THE PROBLEM = Each line that holds the string "SmallVec" counts once. Say how many such lines the entries have, giving the number only.

RECORD SET Block Start

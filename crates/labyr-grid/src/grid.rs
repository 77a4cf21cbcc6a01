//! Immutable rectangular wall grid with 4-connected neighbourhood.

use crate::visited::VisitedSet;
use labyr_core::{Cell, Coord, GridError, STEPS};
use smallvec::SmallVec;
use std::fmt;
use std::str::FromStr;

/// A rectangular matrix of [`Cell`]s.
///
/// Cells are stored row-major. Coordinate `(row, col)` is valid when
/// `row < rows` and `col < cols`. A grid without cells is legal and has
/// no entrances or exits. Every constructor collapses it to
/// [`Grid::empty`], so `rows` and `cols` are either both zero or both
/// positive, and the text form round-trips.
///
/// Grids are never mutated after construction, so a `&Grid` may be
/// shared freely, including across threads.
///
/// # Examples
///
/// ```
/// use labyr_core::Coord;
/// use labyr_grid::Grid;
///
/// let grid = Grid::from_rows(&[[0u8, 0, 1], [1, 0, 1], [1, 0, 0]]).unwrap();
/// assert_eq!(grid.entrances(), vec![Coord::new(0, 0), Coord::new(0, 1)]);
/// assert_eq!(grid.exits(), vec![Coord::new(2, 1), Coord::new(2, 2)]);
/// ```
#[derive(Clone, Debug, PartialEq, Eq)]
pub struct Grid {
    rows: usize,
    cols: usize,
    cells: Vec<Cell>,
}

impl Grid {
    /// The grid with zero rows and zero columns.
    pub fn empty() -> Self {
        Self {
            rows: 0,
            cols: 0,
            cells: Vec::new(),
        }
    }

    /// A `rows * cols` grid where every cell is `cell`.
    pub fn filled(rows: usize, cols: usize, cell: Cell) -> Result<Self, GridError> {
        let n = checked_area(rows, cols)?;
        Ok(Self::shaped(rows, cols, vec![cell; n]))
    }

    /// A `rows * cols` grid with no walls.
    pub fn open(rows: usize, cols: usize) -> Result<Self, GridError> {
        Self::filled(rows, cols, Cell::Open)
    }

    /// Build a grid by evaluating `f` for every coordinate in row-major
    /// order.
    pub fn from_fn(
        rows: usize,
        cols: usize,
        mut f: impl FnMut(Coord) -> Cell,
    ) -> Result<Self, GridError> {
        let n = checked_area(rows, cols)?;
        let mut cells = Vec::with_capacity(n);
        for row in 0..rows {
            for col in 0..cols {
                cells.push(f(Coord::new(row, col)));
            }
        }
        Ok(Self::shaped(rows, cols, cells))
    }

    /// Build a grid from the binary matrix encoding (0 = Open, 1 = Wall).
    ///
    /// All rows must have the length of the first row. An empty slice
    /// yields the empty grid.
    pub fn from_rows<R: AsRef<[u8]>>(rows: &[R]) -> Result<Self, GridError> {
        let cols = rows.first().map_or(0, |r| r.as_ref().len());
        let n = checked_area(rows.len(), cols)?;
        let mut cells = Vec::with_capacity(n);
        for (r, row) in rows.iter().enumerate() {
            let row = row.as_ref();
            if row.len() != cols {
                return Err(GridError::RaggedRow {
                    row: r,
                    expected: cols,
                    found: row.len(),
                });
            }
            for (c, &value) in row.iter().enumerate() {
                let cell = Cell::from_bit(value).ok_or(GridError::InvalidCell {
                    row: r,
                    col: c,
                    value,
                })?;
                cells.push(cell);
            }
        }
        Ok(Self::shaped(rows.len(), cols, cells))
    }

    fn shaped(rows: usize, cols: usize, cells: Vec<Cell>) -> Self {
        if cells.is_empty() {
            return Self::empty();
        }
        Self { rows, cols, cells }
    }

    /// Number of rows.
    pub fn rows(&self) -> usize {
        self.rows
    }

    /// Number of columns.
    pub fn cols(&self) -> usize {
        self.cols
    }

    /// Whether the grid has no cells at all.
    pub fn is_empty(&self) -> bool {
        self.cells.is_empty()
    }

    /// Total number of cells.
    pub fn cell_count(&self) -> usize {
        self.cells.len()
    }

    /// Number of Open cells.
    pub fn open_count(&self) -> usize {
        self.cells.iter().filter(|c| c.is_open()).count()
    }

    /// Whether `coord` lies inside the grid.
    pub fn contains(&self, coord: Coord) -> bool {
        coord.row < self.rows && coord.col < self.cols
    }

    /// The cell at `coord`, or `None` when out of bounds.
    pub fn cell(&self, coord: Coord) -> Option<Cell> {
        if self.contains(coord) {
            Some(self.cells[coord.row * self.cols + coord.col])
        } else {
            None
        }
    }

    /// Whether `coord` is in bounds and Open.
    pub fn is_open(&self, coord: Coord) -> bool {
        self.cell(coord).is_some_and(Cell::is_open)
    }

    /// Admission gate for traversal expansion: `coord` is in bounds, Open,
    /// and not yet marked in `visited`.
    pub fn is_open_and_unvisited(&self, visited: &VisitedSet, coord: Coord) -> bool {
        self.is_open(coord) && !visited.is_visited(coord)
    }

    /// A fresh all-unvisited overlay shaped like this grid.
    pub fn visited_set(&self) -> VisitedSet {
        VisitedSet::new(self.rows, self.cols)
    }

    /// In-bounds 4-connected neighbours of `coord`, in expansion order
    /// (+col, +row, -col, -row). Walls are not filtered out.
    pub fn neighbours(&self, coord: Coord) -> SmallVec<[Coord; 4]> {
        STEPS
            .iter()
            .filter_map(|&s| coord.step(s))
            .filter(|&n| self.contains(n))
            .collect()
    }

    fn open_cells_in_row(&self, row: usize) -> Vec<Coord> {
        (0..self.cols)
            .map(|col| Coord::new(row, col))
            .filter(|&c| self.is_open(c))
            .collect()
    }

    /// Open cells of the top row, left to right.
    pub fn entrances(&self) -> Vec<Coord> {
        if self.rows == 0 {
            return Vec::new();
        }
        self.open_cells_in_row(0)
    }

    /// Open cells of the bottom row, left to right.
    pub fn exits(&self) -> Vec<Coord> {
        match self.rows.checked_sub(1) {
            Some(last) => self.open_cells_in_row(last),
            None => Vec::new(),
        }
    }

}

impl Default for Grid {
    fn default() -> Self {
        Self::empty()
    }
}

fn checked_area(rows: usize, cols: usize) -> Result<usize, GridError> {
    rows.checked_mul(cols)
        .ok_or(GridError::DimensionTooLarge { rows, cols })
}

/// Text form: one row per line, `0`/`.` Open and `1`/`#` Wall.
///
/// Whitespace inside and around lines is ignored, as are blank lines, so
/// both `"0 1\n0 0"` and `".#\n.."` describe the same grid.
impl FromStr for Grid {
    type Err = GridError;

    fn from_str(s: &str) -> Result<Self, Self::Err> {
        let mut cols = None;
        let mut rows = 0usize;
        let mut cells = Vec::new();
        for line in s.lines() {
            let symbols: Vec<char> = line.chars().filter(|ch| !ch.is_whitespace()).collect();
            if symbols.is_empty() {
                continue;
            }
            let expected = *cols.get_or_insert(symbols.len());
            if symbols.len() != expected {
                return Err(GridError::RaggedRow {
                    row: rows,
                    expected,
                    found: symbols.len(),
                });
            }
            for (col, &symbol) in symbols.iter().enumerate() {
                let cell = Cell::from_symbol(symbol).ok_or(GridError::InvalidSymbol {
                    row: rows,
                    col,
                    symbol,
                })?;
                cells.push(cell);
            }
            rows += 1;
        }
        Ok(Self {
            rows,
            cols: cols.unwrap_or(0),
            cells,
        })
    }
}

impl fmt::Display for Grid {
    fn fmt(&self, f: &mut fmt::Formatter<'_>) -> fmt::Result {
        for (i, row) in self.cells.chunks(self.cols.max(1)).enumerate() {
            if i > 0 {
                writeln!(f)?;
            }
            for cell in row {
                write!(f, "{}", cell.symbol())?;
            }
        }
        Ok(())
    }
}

RECORD SET Block End

RESPONSE AREA = 2